Fact: Not at all. Abortion as a way of achieving "equality" is an attempt by women to be as irresponsible as men are biologically in their sexual activity. But this kind of irresponsibility is achieved only if a woman can kill her own child without penalty. How "equal" does this make a woman and a man if, to maintain a semblance of equality she is forced into a position of killing her own child?

But the abortion option also forces men into not being able to take responsibility for their own sexual activity, since a person is responsible only for what he has control over, and men have no control over whether a child will result from their sexual activity or not, since the choice to have an abortion is solely the woman's, and the man can't stop her. Hence, the abortion option encourages irresponsible sexual behavior among men. Women, however, are in any case faced with the consequences of their sexual activity, since they either have to have the child or kill him. So there is only the illusion of "freedom from consequences" here.

Then is it impossible for women and men to be sexually equal? Of course not. The biology of the male and the female is such that the female has the results of the act within her and the male does not. But men and women are not just biological organisms; they are persons, who live in a society, which can impose social consequences upon what a member does.

The feminist movement has taken a tragic wrong turn. Instead of trying to be as irresponsible as men (which in the last analysis is neither possible nor desirable, and even makes men more irresponsible), women should be fighting to have society impose social penalties upon men who use their sexuality irresponsibly.

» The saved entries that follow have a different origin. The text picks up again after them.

//! Source/destination path rules.

use std::path::{Path, PathBuf};

use crate::error::{ConvertError, ConvertResult};

pub const SOURCE_EXTENSION: &str = "hol";
pub const TARGET_EXTENSION: &str = "ics";

/// Check that `source` is a .hol file (case-insensitive).
pub fn validate_source(source: &Path) -> ConvertResult<()> {
    require_extension(source, SOURCE_EXTENSION)
}

/// Check that `destination` is an .ics file (case-insensitive).
pub fn validate_destination(destination: &Path) -> ConvertResult<()> {
    require_extension(destination, TARGET_EXTENSION)
}

/// Replace the final extension of `source` with `.ics`.
///
/// Only the last dot counts: `team.2025.hol` becomes `team.2025.ics`.
pub fn default_destination(source: &Path) -> PathBuf {
    source.with_extension(TARGET_EXTENSION)
}

/// Validate both paths and pick the destination, before any file is touched.
pub fn resolve_paths(source: &Path, destination: Option<&Path>) -> ConvertResult<PathBuf> {
    validate_source(source)?;

    match destination {
        Some(destination) => {
            validate_destination(destination)?;
            Ok(destination.to_path_buf())
        }
        None => Ok(default_destination(source)),
    }
}

fn require_extension(path: &Path, expected: &'static str) -> ConvertResult<()> {
    let matches = path
        .extension()
        .and_then(|ext| ext.to_str())
        .is_some_and(|ext| ext.eq_ignore_ascii_case(expected));

    if matches {
        Ok(())
    } else {
        Err(ConvertError::InvalidExtension {
            path: path.to_path_buf(),
            expected,
        })
    }
}

#[cfg(test)]
mod tests {
    use super::*;

    #[test]
    fn test_validate_source_case_insensitive() {
        assert!(validate_source(Path::new("holidays.hol")).is_ok());
        assert!(validate_source(Path::new("HOLIDAYS.HOL")).is_ok());
        assert!(validate_source(Path::new("dir/Holidays.Hol")).is_ok());
    }

    #[test]
    fn test_validate_source_rejects_other_extensions() {
        assert!(validate_source(Path::new("holidays.txt")).is_err());
        assert!(validate_source(Path::new("holidays")).is_err());
        assert!(validate_source(Path::new("alcohol")).is_err());
        assert!(validate_source(Path::new("holidays.ics")).is_err());
    }

    #[test]
    fn test_validate_destination() {
        assert!(validate_destination(Path::new("out.ics")).is_ok());
        assert!(validate_destination(Path::new("out.ICS")).is_ok());
        assert!(matches!(
            validate_destination(Path::new("out.hol")),
            Err(ConvertError::InvalidExtension { expected: "ics", .. })
        ));
    }

    #[test]
    fn test_default_destination_replaces_last_extension() {
        assert_eq!(
            default_destination(Path::new("holidays.hol")),
            PathBuf::from("holidays.ics")
        );
        assert_eq!(
            default_destination(Path::new("team.2025.hol")),
            PathBuf::from("team.2025.ics")
        );
        assert_eq!(
            default_destination(Path::new("./exports/us.hol")),
            PathBuf::from("./exports/us.ics")
        );
    }

    #[test]
    fn test_resolve_paths() {
        assert_eq!(
            resolve_paths(Path::new("a.hol"), None).unwrap(),
            PathBuf::from("a.ics")
        );
        assert_eq!(
            resolve_paths(Path::new("a.hol"), Some(Path::new("b.ics"))).unwrap(),
            PathBuf::from("b.ics")
        );
        assert!(resolve_paths(Path::new("a.txt"), Some(Path::new("b.ics"))).is_err());
        assert!(resolve_paths(Path::new("a.hol"), Some(Path::new("b.txt"))).is_err());
    }
}
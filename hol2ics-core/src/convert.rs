//! End-to-end .hol → .ics conversion.

use std::path::{Path, PathBuf};

use tracing::{debug, warn};

use crate::config::ConvertOptions;
use crate::error::{ConvertError, ConvertResult};
use crate::hol::{decode_utf16, read_source, SectionHeader};
use crate::ics::{Clock, IcsDocument, IcsWriter, UidGenerator};

/// Summary of a finished conversion.
#[derive(Debug, Clone, PartialEq, Eq)]
pub struct ConversionReport {
    pub source: PathBuf,
    pub destination: PathBuf,
    pub title: String,
    pub declared_count: Option<usize>,
    pub event_count: usize,
}

/// Convert `source` into `destination` with random UIDs and the system clock.
pub fn convert_file(
    source: &Path,
    destination: &Path,
    options: &ConvertOptions,
) -> ConvertResult<ConversionReport> {
    convert_file_with(source, destination, options, IcsWriter::new(options))
}

/// Convert `source` into `destination` using the given writer.
///
/// The destination is only written once the whole document rendered, so a
/// bad source line leaves no file behind (and an existing one untouched).
pub fn convert_file_with<U: UidGenerator, C: Clock>(
    source: &Path,
    destination: &Path,
    options: &ConvertOptions,
    mut writer: IcsWriter<U, C>,
) -> ConvertResult<ConversionReport> {
    let bytes = std::fs::read(source).map_err(|e| ConvertError::Io {
        path: source.to_path_buf(),
        source: e,
    })?;
    debug!(path = %source.display(), bytes = bytes.len(), "Read .hol file");

    let text = decode_utf16(&bytes)?;
    let (header, document) = convert_text(&text, options, &mut writer)?;
    document.write_to(destination)?;

    Ok(ConversionReport {
        source: source.to_path_buf(),
        destination: destination.to_path_buf(),
        title: header.title,
        declared_count: header.declared_count,
        event_count: document.event_count,
    })
}

/// Convert decoded .hol text into an .ics document in memory.
pub fn convert_text<U: UidGenerator, C: Clock>(
    text: &str,
    options: &ConvertOptions,
    writer: &mut IcsWriter<U, C>,
) -> ConvertResult<(SectionHeader, IcsDocument)> {
    let source = read_source(text, options)?;
    let document = writer.render(&source.header.title, source.events)?;

    if let Some(declared) = source.header.declared_count {
        if declared != document.event_count {
            warn!(
                declared,
                found = document.event_count,
                "Header count does not match the number of entries"
            );
        }
    }

    Ok((source.header, document))
}

#[cfg(test)]
mod tests {
    use super::*;
    use crate::config::HeaderMode;
    use crate::ics::{FixedClock, SequentialUids};
    use chrono::DateTime;

    fn test_writer(options: &ConvertOptions) -> IcsWriter<SequentialUids, FixedClock> {
        let instant = DateTime::parse_from_rfc3339("2024-12-01T08:00:00+00:00").unwrap();
        IcsWriter::with_capabilities(SequentialUids::default(), FixedClock(instant), options)
    }

    #[test]
    fn test_convert_text_holidays() {
        let options = ConvertOptions::default();
        let mut writer = test_writer(&options);
        let text = "[Holidays] 2\r\nNew Year,2024/01/01\r\nChristmas,2024/12/25\r\n";

        let (header, doc) = convert_text(text, &options, &mut writer).unwrap();

        assert_eq!(header.title, "Holidays");
        assert_eq!(doc.event_count, 2);
        assert!(doc.content.contains("PRODID:-//Holidays//EN\r\n"));
        assert!(doc
            .content
            .contains("DTSTART;VALUE=DATE:20240101\r\nSUMMARY:New Year\r\n"));
        assert!(doc
            .content
            .contains("DTSTART;VALUE=DATE:20241225\r\nSUMMARY:Christmas\r\n"));
    }

    #[test]
    fn test_convert_text_count_mismatch_still_converts() {
        let options = ConvertOptions::default();
        let mut writer = test_writer(&options);

        let (header, doc) =
            convert_text("[Holidays] 5\nNew Year,2024/01/01\n", &options, &mut writer).unwrap();

        assert_eq!(header.declared_count, Some(5));
        assert_eq!(doc.event_count, 1);
    }

    #[test]
    fn test_convert_text_lenient_header() {
        let options = ConvertOptions {
            header_mode: HeaderMode::Lenient,
            ..ConvertOptions::default()
        };
        let mut writer = test_writer(&options);

        let (_, doc) =
            convert_text("Holidays\nNew Year,2024/01/01\n", &options, &mut writer).unwrap();

        assert!(doc.content.contains("PRODID:-//hol2ics//EN\r\n"));
    }

    #[test]
    fn test_convert_text_strict_header() {
        let options = ConvertOptions::default();
        let mut writer = test_writer(&options);

        assert!(matches!(
            convert_text("Holidays\nNew Year,2024/01/01\n", &options, &mut writer),
            Err(ConvertError::Header { .. })
        ));
    }
}
mod logger;

use std::path::{Path, PathBuf};

use anyhow::{Context, Result};
use clap::Parser;
use hol2ics_core::{convert_file, paths, ConvertOptions};

const VALIDATOR_URL: &str = "https://icalendar.org/validator.html";

#[derive(Parser, Debug)]
#[command(name = "hol2ics")]
#[command(about = "Convert an Outlook calendar file (.hol) to an iCalendar file (.ics)")]
struct Cli {
    /// Outlook calendar source file (.hol)
    source: PathBuf,

    /// Destination file (.ics), defaults to the source name with an .ics extension
    #[arg(long = "dest")]
    destination: Option<PathBuf>,
}

fn main() -> Result<()> {
    logger::init();
    let cli = Cli::parse();

    run(&cli.source, cli.destination.as_deref())
}

fn run(source: &Path, destination: Option<&Path>) -> Result<()> {
    let destination = paths::resolve_paths(source, destination)?;
    let options = ConvertOptions::load().context("Could not load hol2ics settings")?;

    println!(
        "Attempting to convert {} into {}",
        source.display(),
        destination.display()
    );

    let report = convert_file(source, &destination, &options).with_context(|| {
        format!(
            "Failed to convert {} into {}",
            source.display(),
            destination.display()
        )
    })?;

    tracing::info!(
        title = %report.title,
        events = report.event_count,
        destination = %report.destination.display(),
        "Conversion finished"
    );
    println!("You can try to validate the resultant file using this webform: {VALIDATOR_URL}");

    Ok(())
}
//! Error types for hol2ics conversions.

use std::path::PathBuf;

use thiserror::Error;

/// Errors that can occur while converting a .hol file.
#[derive(Error, Debug)]
pub enum ConvertError {
    #[error("{} must end with the .{expected} extension", path.display())]
    InvalidExtension { path: PathBuf, expected: &'static str },

    #[error("Source file is empty, expected a `[Title] count` header")]
    EmptySource,

    #[error("Header line {line:?} does not match `[Title] count`")]
    Header { line: String },

    #[error("Line {line_number}: expected `name,YYYY/MM/DD` with exactly one comma, found {commas} in {line:?}")]
    LineStructure {
        line_number: usize,
        line: String,
        commas: usize,
    },

    #[error("Line {line_number}: invalid date {value:?}, expected YYYY/MM/DD")]
    Date {
        line_number: usize,
        value: String,
        #[source]
        source: Option<chrono::ParseError>,
    },

    #[error("Could not decode UTF-16 source: {0}")]
    Decode(String),

    #[error("IO error on {}: {source}", path.display())]
    Io {
        path: PathBuf,
        #[source]
        source: std::io::Error,
    },

    #[error("Configuration error: {0}")]
    Config(String),
}

/// Result type alias for hol2ics operations.
pub type ConvertResult<T> = Result<T, ConvertError>;
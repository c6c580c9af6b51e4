//! Streaming reader over a decoded .hol document.

use std::iter::Enumerate;
use std::str::Lines;

use tracing::{debug, warn};

use super::event::{parse_event_line, SourceEvent};
use super::header::{parse_header, SectionHeader};
use crate::config::{ConvertOptions, HeaderMode};
use crate::error::{ConvertError, ConvertResult};

/// A .hol document split into its header and a lazy event stream.
#[derive(Debug)]
pub struct HolSource<'a> {
    pub header: SectionHeader,
    pub events: Events<'a>,
}

/// Forward-only stream of events from the first section.
///
/// Not `Clone`: the lines it walks are consumed exactly once.
/// Stops at the first error, or at the header of a following section.
#[derive(Debug)]
pub struct Events<'a> {
    lines: Enumerate<Lines<'a>>,
    finished: bool,
}

/// Read the header of `text` and return it together with the event stream.
pub fn read_source<'a>(text: &'a str, options: &ConvertOptions) -> ConvertResult<HolSource<'a>> {
    let text = text.strip_prefix('\u{feff}').unwrap_or(text);
    let mut lines = text.lines().enumerate();

    let (_, first) = lines.next().ok_or(ConvertError::EmptySource)?;

    let header = match (parse_header(first), options.header_mode) {
        (Some(header), _) => header,
        (None, HeaderMode::Strict) => {
            return Err(ConvertError::Header {
                line: first.to_string(),
            })
        }
        (None, HeaderMode::Lenient) => {
            warn!(
                line = first,
                fallback = %options.fallback_title,
                "Header does not match `[Title] count`, using fallback title"
            );
            SectionHeader {
                title: options.fallback_title.clone(),
                declared_count: None,
            }
        }
    };

    debug!(title = %header.title, declared = ?header.declared_count, "Read .hol header");

    Ok(HolSource {
        header,
        events: Events {
            lines,
            finished: false,
        },
    })
}

impl Iterator for Events<'_> {
    type Item = ConvertResult<SourceEvent>;

    fn next(&mut self) -> Option<Self::Item> {
        if self.finished {
            return None;
        }

        let Some((index, line)) = self.lines.next() else {
            self.finished = true;
            return None;
        };

        // Only the first section is converted
        if let Some(next_section) = parse_header(line) {
            warn!(
                section = %next_section.title,
                line_number = index + 1,
                "Ignoring additional section, only the first one is converted"
            );
            self.finished = true;
            return None;
        }

        let result = parse_event_line(line, index + 1);
        if result.is_err() {
            self.finished = true;
        }
        Some(result)
    }
}
//! UTF-16 decoding for .hol files.

use crate::error::{ConvertError, ConvertResult};

/// Decode raw .hol bytes into a string.
///
/// A byte-order mark picks the endianness and is dropped. Without one the
/// bytes are read as little-endian, which is what Outlook writes.
pub fn decode_utf16(bytes: &[u8]) -> ConvertResult<String> {
    let (body, big_endian) = match bytes {
        [0xFF, 0xFE, rest @ ..] => (rest, false),
        [0xFE, 0xFF, rest @ ..] => (rest, true),
        _ => (bytes, false),
    };

    if body.len() % 2 != 0 {
        return Err(ConvertError::Decode(format!(
            "odd byte count ({}) is not valid UTF-16",
            body.len()
        )));
    }

    let units: Vec<u16> = body
        .chunks_exact(2)
        .map(|pair| {
            let pair = [pair[0], pair[1]];
            if big_endian {
                u16::from_be_bytes(pair)
            } else {
                u16::from_le_bytes(pair)
            }
        })
        .collect();

    String::from_utf16(&units).map_err(|e| ConvertError::Decode(e.to_string()))
}
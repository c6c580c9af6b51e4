//! Reader for Outlook holiday exports (.hol).
//!
//! A .hol file is UTF-16 text with a `[Title] count` header followed by one
//! `name,YYYY/MM/DD` line per holiday.

mod decode;
mod event;
mod header;
mod reader;

pub use decode::decode_utf16;
pub use event::{parse_event_line, SourceEvent};
pub use header::{parse_header, SectionHeader};
pub use reader::{read_source, Events, HolSource};
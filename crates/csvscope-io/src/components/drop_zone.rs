//! CSV drop zone with drag-and-drop and file picker.

use csvscope_core::{ClientError, DropPrompt, SelectedFile, validate};
use dioxus::html::{FileData, HasFileData};
use dioxus::prelude::*;
use dioxus_free_icons::Icon;
use dioxus_free_icons::icons::ld_icons::LdUpload;

/// Props for the [`DropZone`] component.
#[derive(Props, Clone, PartialEq)]
pub struct DropZoneProps {
    /// What the zone currently says.
    prompt: DropPrompt,
    /// Called with the file's name and bytes once it passes validation
    /// and has been read.
    on_select: EventHandler<SelectedFile>,
    /// Called when the candidate is not a `.csv` file or cannot be read.
    on_reject: EventHandler<ClientError>,
}

/// A drag-and-drop zone that doubles as a `.csv` file picker.
///
/// Only the first file of a multi-file drop or pick is considered.
/// Selection stays enabled during an upload. Picking a new file clears
/// the page; the upload button stays disabled until the abandoned
/// request settles.
#[component]
pub fn DropZone(props: DropZoneProps) -> Element {
    let mut dragging = use_signal(|| false);
    let on_select = props.on_select;
    let on_reject = props.on_reject;

    // Shared by the picker and the drop target.
    let process_files = move |files: Vec<FileData>| async move {
        let first = files.into_iter().next();
        let name = first.as_ref().map(FileData::name);
        if let Err(e) = validate(name.as_deref()) {
            tracing::debug!(candidate = ?name, "rejected non-csv file");
            on_reject.call(e);
            return;
        }
        let (Some(file), Some(name)) = (first, name) else {
            return;
        };
        match file.read_bytes().await {
            Ok(bytes) => on_select.call(SelectedFile::new(name, bytes.to_vec())),
            Err(e) => on_reject.call(ClientError::ReadFile(e.to_string())),
        }
    };

    let handle_files = move |evt: FormEvent| async move {
        process_files(evt.files()).await;
    };

    let handle_drop = move |evt: DragEvent| async move {
        evt.prevent_default();
        dragging.set(false);
        process_files(evt.files()).await;
    };

    let state_class = if dragging() {
        "drop-zone drop-zone--active"
    } else {
        "drop-zone"
    };
    let text = props.prompt.text();
    let selected = matches!(props.prompt, DropPrompt::Selected(_));

    rsx! {
        label {
            class: "{state_class}",
            ondragover: move |evt| {
                evt.prevent_default();
                dragging.set(true);
            },
            ondragleave: move |_| {
                dragging.set(false);
            },
            ondrop: handle_drop,

            Icon { icon: LdUpload, width: 32, height: 32, class: "drop-zone__icon" }

            p {
                class: if selected { "drop-zone__text drop-zone__text--selected" } else { "drop-zone__text" },
                "{text}"
            }

            input {
                r#type: "file",
                accept: ".csv",
                class: "hidden",
                onchange: handle_files,
            }
        }
    }
}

A man must be made to realize that if he has sex, that sexual activity might result in a child, and he has the obligation to see to it that that child has the conditions for being raised as a decent human being. And this means more than just money, as we can see from the statistics dealing with children of single-parent families. He has to be prepared to team up with the woman, so that both of them will nurture and rear the child they might produce.

Only in this way will women be the sexual equal of men. If this means reversing the sexual revolution, so be it. But until we take our heads out of the sand and realize that the sexual revolution has wrought, not freedom and joy, but anguish and misery, particularly for our children, the horrors of abortion will remain with us, and women will always be in an inferior position to men.